Most of the Tamilian cuisine is inherently lacto-vegetarian due to the fact that most of the population is hindu and religious and consider animals like the cows as holy.
Traditional Tamil meals offer sambhar (made with different vegetables or even preparations) or Vatral Kozhambu, different types of rasam and buttermilk/curd to be mixed with rice and eaten along with the curries and other food preparations to go along with the rice.

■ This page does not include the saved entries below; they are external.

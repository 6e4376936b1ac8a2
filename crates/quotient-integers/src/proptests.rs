//! Property-based tests for the scalar arithmetic the eliminator relies on.

#[cfg(test)]
mod tests {
    use num_traits::{One, Zero};
    use proptest::prelude::*;
    use std::cmp::Ordering;

    use crate::{Integer, ModInt, Rational};

    fn small_int() -> impl Strategy<Value = i64> {
        -1000i64..1000i64
    }

    fn non_zero_int() -> impl Strategy<Value = i64> {
        prop_oneof![(-1000i64..=-1i64), (1i64..=1000i64)]
    }

    proptest! {
        #[test]
        fn div_rem_reconstructs(a in small_int(), b in non_zero_int()) {
            let (a, b) = (Integer::new(a), Integer::new(b));
            let (q, r) = a.div_rem(&b);
            prop_assert_eq!(q * b.clone() + r.clone(), a);
            prop_assert_eq!(r.cmp_abs(&b), Ordering::Less);
        }

        #[test]
        fn cmp_abs_matches_machine_integers(a in small_int(), b in small_int()) {
            let expected = a.unsigned_abs().cmp(&b.unsigned_abs());
            prop_assert_eq!(Integer::new(a).cmp_abs(&Integer::new(b)), expected);
        }

        #[test]
        fn gcd_divides_both(a in non_zero_int(), b in non_zero_int()) {
            let a = Integer::new(a);
            let b = Integer::new(b);
            let g = a.gcd(&b);

            prop_assert!((a % g.clone()).is_zero());
            prop_assert!((b % g).is_zero());
        }

        #[test]
        fn integer_distributive(a in small_int(), b in small_int(), c in small_int()) {
            let a = Integer::new(a);
            let b = Integer::new(b);
            let c = Integer::new(c);
            prop_assert_eq!(
                a.clone() * (b.clone() + c.clone()),
                a.clone() * b + a * c
            );
        }

        #[test]
        fn rational_multiplicative_inverse(num in non_zero_int(), den in non_zero_int()) {
            let a = Rational::from_i64(num, den);
            prop_assert!((a.clone() * a.recip()).is_one());
        }

        #[test]
        fn rational_text_round_trip(num in small_int(), den in non_zero_int()) {
            let a = Rational::from_i64(num, den);
            prop_assert_eq!(Rational::parse(&a.to_string()), Some(a));
        }

        #[test]
        fn modint_inverse(a in 1u64..1000u64) {
            const P: u64 = 998_244_353;
            let a = ModInt::<P>::new(a);
            let inv = a.inv().expect("inverse should exist for non-zero mod prime");
            prop_assert_eq!((a * inv).value(), 1);
        }

        #[test]
        fn modint_signed_agrees_with_negation(a in small_int()) {
            type F = ModInt<101>;
            prop_assert_eq!(F::from_signed(-a), -F::from_signed(a));
        }
    }
}
//! # quotient-module
//!
//! Structure of finitely presented modules over Euclidean domains.
//!
//! This crate provides:
//! - Free modules over arbitrary basis elements (`FreeModule`)
//! - The invariant factor decomposition of a presented module
//!   (`ModuleStructure`) computed from the Smith form of its relations
//! - Coordinates of elements in the decomposed module (`factorize`)
//! - A JSON record of a decomposition that can be stored and reloaded
//!
//! ## Example
//!
//! ```
//! use quotient_linalg::SparseMatrix;
//! use quotient_module::{AbstractBasisElement, ModuleStructure};
//! use quotient_rings::Z;
//!
//! // Z³ modulo the relations e0 = 0 and 2·e1 = 0.
//! let relations = SparseMatrix::from_grid(3, 2, [1, 0, 0, 2, 0, 0].map(Z::new).to_vec());
//! let m = ModuleStructure::from_relations(AbstractBasisElement::basis(3), &relations);
//!
//! assert_eq!(m.to_string(), "Z/2⊕Z");
//! ```

#![warn(missing_docs)]
#![warn(clippy::all)]
#![warn(clippy::pedantic)]
#![allow(clippy::module_name_repetitions)]

pub mod error;
pub mod free_module;
pub mod structure;

#[cfg(test)]
mod proptests;

pub use error::{ModuleError, Result};
pub use free_module::{columns_as_elements, AbstractBasisElement, BasisElement, FreeModule};
pub use structure::{ModuleStructure, Summand};
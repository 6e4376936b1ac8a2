//! # Quotient
//!
//! Exact matrix elimination and module structure computations over
//! Euclidean domains.
//!
//! A matrix over `Z`, `Q`, a prime field or `F[x]` is reduced to echelon,
//! Hermite, diagonal or Smith normal form while every elementary operation
//! is recorded, so the unimodular transforms `L`, `R` with `L·A·R = B` and
//! their inverses are available exactly. The Smith form in turn yields the
//! invariant factor decomposition of a finitely presented module.
//!
//! ## Quick Start
//!
//! ```rust
//! use quotient::prelude::*;
//!
//! let a = SparseMatrix::from_rows(vec![
//!     vec![Z::new(2), Z::new(4), Z::new(4)],
//!     vec![Z::new(-6), Z::new(6), Z::new(12)],
//!     vec![Z::new(10), Z::new(-4), Z::new(-16)],
//! ]);
//! let smith = a.eliminate(MatrixForm::Smith);
//! assert_eq!(smith.diagonal().unwrap(), &[Z::new(2), Z::new(6), Z::new(12)]);
//!
//! let m = ModuleStructure::from_relations(AbstractBasisElement::basis(3), &a);
//! assert_eq!(m.to_string(), "Z/2⊕Z/6⊕Z/12");
//! ```

#![warn(missing_docs)]
#![warn(clippy::all)]
#![warn(clippy::pedantic)]

pub use quotient_integers as integers;
pub use quotient_linalg as linalg;
pub use quotient_module as module;
pub use quotient_rings as rings;

/// Prelude module for convenient imports.
pub mod prelude {
    pub use quotient_integers::{Integer, ModInt, Rational};
    pub use quotient_linalg::{
        EliminationConfig, EliminationResult, ElementaryOperation, MatrixForm, ParallelConfig,
        SparseMatrix,
    };
    pub use quotient_module::{AbstractBasisElement, FreeModule, ModuleStructure, Summand};
    pub use quotient_rings::{EuclideanDomain, Field, FiniteField, Polynomial, Ring, Q, Z, GF2};
}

They abound in Tamilian cuisine. But if you are a fatfree-er, you should be careful about some of those oily stuff. :) There are 2 versions of Vadai, the one made with urad dhal called the Ulundhu Vadai and the one made with yellow split peas called Masal Vadai. These go well with a couple of Idlis or Venn Pongal (the non-sweet version of Pongal) for breakfast. Upma or Uppuma is also ideal for breakfast or an evening snack. Molagapodi is a popular side dish that goes along with Dosa, Vada or Uppuma. The special tiffin items that have made Tamilian cuisine popular are Dosai (with Sambar or Chutney), Idli, Vadai (or Vada) etc. Masala Dosa is also very popular item. There is also a rava dosai made using cream of wheat or the adai made of urad and channa dhal. One may also have Vegetable Pakodas made of besan and different vegetables including onions,potatoes,Green Pepper,Brinjal etc.
This cuisine also ties up with festivals local to Tamilnadu or India. To celebrate the rice harvest, Tamilians celebrate Pongal every year on January 14th and to commemorate the occasion, a sweet version of Pongal is made.. Festivals like Diwali feature sweets like Theratippal (made from milk), Mysore Paku etc.